Pour notre camarade Pigeon, le moyen idéal de l’investigation psychologique de l’enfant, c’est le dessin.
Mais il se pourrait que l’emploi des techniques littéraires se justifie également sur ce plan.
À mon avis, les mots peuvent, comme les traits, acquérir une charge considérable. Mais cette fois il y a une difficulté. En effet, l’enfant de 7 ans a déjà une assez grande expérience de la portée des mots qu’il emploie et elle n’a pas toujours été bénéfique. Aussi hésite-t-il souvent à les prendre pour masques. Il doute de leur efficacité. Et il craint qu’ils ne soient trop étroits, dissimulant mal sa personnalité qui n’a besoin que d’affleurer. Alors il use et abuse de l’autocensure.
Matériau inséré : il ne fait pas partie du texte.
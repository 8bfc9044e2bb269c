//! Builders for the external commands the integration tests drive.
//!
//! Each builder is a pure token producer: it assembles an argument vector
//! suitable for [`crate::process::run`] or
//! [`crate::process::BackgroundProcess`] and performs no I/O itself.
//!
//! Try to keep definitions alphabetical to make them easy to find.

use once_cell::sync::Lazy;
use std::path::Path;

/// Index endpoint used when the caller supplies no index argument.
pub const DEFAULT_INDEX_URL: &str = "http://localhost:8080";

/// Placeholder username appended by [`twine_cmd`] when `-u` is absent.
pub const DEFAULT_USERNAME: &str = "username";

/// Placeholder password appended by [`twine_cmd`] when `-p` is absent.
pub const DEFAULT_PASSWORD: &str = "password";

/// Flags pip accepts for selecting an index.
const INDEX_FLAG_ALIASES: [&str; 3] = ["-i", "--index", "--index-url"];

/// Pip operations that fetch from an index.
const INDEX_OPERATIONS: [&str; 3] = ["install", "download", "search"];

static RESOLVED_VENV_STYLE: Lazy<VenvStyle> = Lazy::new(VenvStyle::from_env);

static RESOLVED_PYTHON: Lazy<String> =
    Lazy::new(|| std::env::var("PYPISERVER_TEST_PYTHON").unwrap_or_else(|_| "python3".to_string()));

/// Invocation convention for creating a virtual environment.
///
/// Two historical conventions exist; rather than sniffing the interpreter
/// at call time, the convention is an explicit value. The process-wide
/// default is resolved once, see [`VenvStyle::resolved`].
#[derive(Debug, Clone, Copy, PartialEq, Eq)]
pub enum VenvStyle {
    /// `<python> -m venv <dir>` (the stdlib module)
    Module,
    /// `virtualenv -p <python> <dir>` (the standalone tool)
    Virtualenv,
}

impl VenvStyle {
    /// Get the process-wide default style.
    ///
    /// Resolved once per process: `PYPISERVER_TEST_VENV_STYLE=virtualenv`
    /// selects the standalone tool, anything else the stdlib module.
    pub fn resolved() -> VenvStyle {
        *RESOLVED_VENV_STYLE
    }

    fn from_env() -> VenvStyle {
        match std::env::var("PYPISERVER_TEST_VENV_STYLE") {
            Ok(value) if value.eq_ignore_ascii_case("virtualenv") => VenvStyle::Virtualenv,
            _ => VenvStyle::Module,
        }
    }
}

/// Build a command to create a venv at `venv_dir`.
///
/// `python` selects the interpreter, either as a basename (like
/// "python3.11") or a full path; `None` falls back to
/// [`default_python`]. Extra arguments for the creation tool are
/// appended after the target directory.
pub fn create_venv_cmd<S: AsRef<str>>(
    venv_dir: impl AsRef<Path>,
    python: Option<&str>,
    style: VenvStyle,
    args: &[S],
) -> Vec<String> {
    let python = match python {
        Some(python) => python.to_string(),
        None => default_python(),
    };
    let mut cmd = match style {
        VenvStyle::Module => vec![python, "-m".to_string(), "venv".to_string()],
        VenvStyle::Virtualenv => vec!["virtualenv".to_string(), "-p".to_string(), python],
    };
    cmd.push(venv_dir.as_ref().display().to_string());
    cmd.extend(args.iter().map(|arg| arg.as_ref().to_string()));
    cmd
}

/// Get the interpreter used when a builder is given no explicit one.
///
/// Resolved once per process, like [`VenvStyle::resolved`]: honors
/// `PYPISERVER_TEST_PYTHON`, falling back to `python3`.
pub fn default_python() -> String {
    RESOLVED_PYTHON.clone()
}

/// Build a command to run pip.
///
/// The supplied arguments pass through verbatim. If they request an
/// operation that fetches from an index (install/download/search) and
/// carry no index flag of their own, `-i <default_index>` is appended.
/// This is membership testing over the argument set, not positional
/// parsing, so flag order does not matter.
pub fn pip_cmd<S: AsRef<str>>(default_index: &str, args: &[S]) -> Vec<String> {
    let mut cmd = vec!["pip".to_string()];
    cmd.extend(args.iter().map(|arg| arg.as_ref().to_string()));
    let fetches = args
        .iter()
        .any(|arg| INDEX_OPERATIONS.contains(&arg.as_ref()));
    let has_index = args
        .iter()
        .any(|arg| INDEX_FLAG_ALIASES.contains(&arg.as_ref()));
    if fetches && !has_index {
        cmd.push("-i".to_string());
        cmd.push(default_index.to_string());
    }
    cmd
}

/// Build a command to run pypiserver against the package root `root`.
///
/// `subcommand` defaults to `run`; extra arguments pass through verbatim.
pub fn pypiserver_cmd<S: AsRef<str>>(
    root: impl AsRef<Path>,
    subcommand: Option<&str>,
    args: &[S],
) -> Vec<String> {
    let mut cmd = vec![
        "pypiserver".to_string(),
        subcommand.unwrap_or("run").to_string(),
        root.as_ref().display().to_string(),
    ];
    cmd.extend(args.iter().map(|arg| arg.as_ref().to_string()));
    cmd
}

/// Build a command to run twine against the repository at `repo_url`.
///
/// Appends `--repository-url <repo_url>`, and the placeholder credential
/// pairs for whichever of `-u`/`-p` the supplied arguments do not
/// already carry.
pub fn twine_cmd<S: AsRef<str>>(repo_url: &str, args: &[S]) -> Vec<String> {
    let mut cmd = vec!["twine".to_string()];
    cmd.extend(args.iter().map(|arg| arg.as_ref().to_string()));
    cmd.push("--repository-url".to_string());
    cmd.push(repo_url.to_string());
    if !args.iter().any(|arg| arg.as_ref() == "-u") {
        cmd.push("-u".to_string());
        cmd.push(DEFAULT_USERNAME.to_string());
    }
    if !args.iter().any(|arg| arg.as_ref() == "-p") {
        cmd.push("-p".to_string());
        cmd.push(DEFAULT_PASSWORD.to_string());
    }
    cmd
}

#[cfg(test)]
mod tests {
    use super::*;
    use std::sync::Mutex;

    #[test]
    fn test_pip_install_appends_default_index() {
        let cmd = pip_cmd(DEFAULT_INDEX_URL, &["install", "foo"]);
        assert_eq!(
            cmd,
            vec!["pip", "install", "foo", "-i", "http://localhost:8080"]
        );
    }

    #[test]
    fn test_pip_appends_provided_index() {
        let cmd = pip_cmd("http://pypi.internal:9000", &["download", "foo"]);
        assert_eq!(
            cmd,
            vec!["pip", "download", "foo", "-i", "http://pypi.internal:9000"]
        );
    }

    #[test]
    fn test_pip_existing_index_flag_suppresses_default() {
        for alias in ["-i", "--index", "--index-url"] {
            let cmd = pip_cmd(DEFAULT_INDEX_URL, &["install", "foo", alias, "http://other"]);
            assert_eq!(cmd, vec!["pip", "install", "foo", alias, "http://other"]);
        }
    }

    #[test]
    fn test_pip_index_flag_position_does_not_matter() {
        let cmd = pip_cmd(DEFAULT_INDEX_URL, &["-i", "http://other", "install", "foo"]);
        assert_eq!(cmd, vec!["pip", "-i", "http://other", "install", "foo"]);
    }

    #[test]
    fn test_pip_non_fetch_operation_gets_no_index() {
        let cmd = pip_cmd(DEFAULT_INDEX_URL, &["freeze"]);
        assert_eq!(cmd, vec!["pip", "freeze"]);
        let cmd = pip_cmd(DEFAULT_INDEX_URL, &["uninstall", "foo", "-y"]);
        assert_eq!(cmd, vec!["pip", "uninstall", "foo", "-y"]);
    }

    #[test]
    fn test_pip_search_appends_default_index() {
        let cmd = pip_cmd(DEFAULT_INDEX_URL, &["search", "foo"]);
        assert_eq!(cmd, vec!["pip", "search", "foo", "-i", "http://localhost:8080"]);
    }

    #[test]
    fn test_pypiserver_default_subcommand() {
        let cmd = pypiserver_cmd("/srv/pkgs", None, &[] as &[&str]);
        assert_eq!(cmd, vec!["pypiserver", "run", "/srv/pkgs"]);
    }

    #[test]
    fn test_pypiserver_explicit_subcommand_and_args() {
        let cmd = pypiserver_cmd("/srv/pkgs", Some("update"), &["--dry-run"]);
        assert_eq!(cmd, vec!["pypiserver", "update", "/srv/pkgs", "--dry-run"]);
    }

    #[test]
    fn test_twine_appends_repository_and_default_credentials() {
        let cmd = twine_cmd(DEFAULT_INDEX_URL, &["upload", "dist/*"]);
        assert_eq!(
            cmd,
            vec![
                "twine",
                "upload",
                "dist/*",
                "--repository-url",
                "http://localhost:8080",
                "-u",
                "username",
                "-p",
                "password",
            ]
        );
    }

    #[test]
    fn test_twine_explicit_username_suppresses_default() {
        let cmd = twine_cmd(DEFAULT_INDEX_URL, &["upload", "dist/*", "-u", "me"]);
        assert!(!cmd.iter().any(|t| t == "username"));
        assert_eq!(cmd.last().map(String::as_str), Some("password"));
    }

    #[test]
    fn test_twine_explicit_password_suppresses_default() {
        let cmd = twine_cmd(DEFAULT_INDEX_URL, &["upload", "dist/*", "-p", "hunter2"]);
        assert!(!cmd.iter().any(|t| t == "password"));
        assert!(cmd.iter().any(|t| t == "username"));
    }

    #[test]
    fn test_create_venv_cmd_module_style() {
        let cmd = create_venv_cmd("/tmp/venv", Some("python3.11"), VenvStyle::Module, &[] as &[&str]);
        assert_eq!(cmd, vec!["python3.11", "-m", "venv", "/tmp/venv"]);
    }

    #[test]
    fn test_create_venv_cmd_virtualenv_style() {
        let cmd = create_venv_cmd("/tmp/venv", Some("python2.7"), VenvStyle::Virtualenv, &[] as &[&str]);
        assert_eq!(cmd, vec!["virtualenv", "-p", "python2.7", "/tmp/venv"]);
    }

    #[test]
    fn test_create_venv_cmd_appends_extra_args() {
        let cmd = create_venv_cmd(
            "/tmp/venv",
            Some("python3"),
            VenvStyle::Module,
            &["--copies", "--clear"],
        );
        assert_eq!(
            cmd,
            vec!["python3", "-m", "venv", "/tmp/venv", "--copies", "--clear"]
        );
    }

    #[test]
    fn test_create_venv_cmd_default_interpreter() {
        let cmd = create_venv_cmd("/tmp/venv", None, VenvStyle::Module, &[] as &[&str]);
        assert_eq!(cmd[0], default_python());
    }

    // The style variable is process-global, so the parsing tests
    // serialize and clean up after themselves.
    static STYLE_VAR_LOCK: Mutex<()> = Mutex::new(());

    #[test]
    fn test_venv_style_from_env_selects_virtualenv_case_insensitively() {
        let _lock = STYLE_VAR_LOCK.lock().unwrap_or_else(|err| err.into_inner());
        for value in ["virtualenv", "VIRTUALENV", "VirtualEnv"] {
            unsafe {
                std::env::set_var("PYPISERVER_TEST_VENV_STYLE", value);
            }
            assert_eq!(VenvStyle::from_env(), VenvStyle::Virtualenv);
        }
        unsafe {
            std::env::remove_var("PYPISERVER_TEST_VENV_STYLE");
        }
    }

    #[test]
    fn test_venv_style_from_env_defaults_to_module() {
        let _lock = STYLE_VAR_LOCK.lock().unwrap_or_else(|err| err.into_inner());
        unsafe {
            std::env::remove_var("PYPISERVER_TEST_VENV_STYLE");
        }
        assert_eq!(VenvStyle::from_env(), VenvStyle::Module);
        unsafe {
            std::env::set_var("PYPISERVER_TEST_VENV_STYLE", "stdlib");
        }
        assert_eq!(VenvStyle::from_env(), VenvStyle::Module);
        unsafe {
            std::env::remove_var("PYPISERVER_TEST_VENV_STYLE");
        }
    }
}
Et pourtant, ça serait dommage de ne pas lui offrir les mots qui sont souvent – sans jeux – les grands remèdes. Mais il ne faut pas que l’enfant sache qu’on peut le lire entre les lignes de ses textes. Ou, s’il le sait, il faut qu’il ait la certitude absolue d’être totalement accueilli, compris, accepté. Alors, seulement, il ne craindra pas de se livrer et rédigera des textes qui ont une profonde signification. En voici un exemple :
Vers la fin du mois de juin, Yvon écrivit :
Ruisseau, coule, coule.
Autrement, tu ne veux pas couler
Méchant ruisseau.
Tu ne veux pas donner à boire au petit oiseau
Ni au petit enfant.
Croyez-vous qu’il y ait quelque chose de caché, là-dedans ? Non, bien sûr. Moi non plus, je n’y trouvais rien. Et comme ce thème du ruisseau avait été repris cinq fois en dix jours de classe, j’avais été obligé de conclure à une infirmation d’une loi que je m’étais forgée :
« Lorsque l’enfant a été mis à la liberté, il ne tourne plus jamais en rond. »
Je pensais que Yvon ne sortait plus de ce thème introduit dans la classe par son copain Jean-Yves et je le croyais définitivement condamné au ruisseau.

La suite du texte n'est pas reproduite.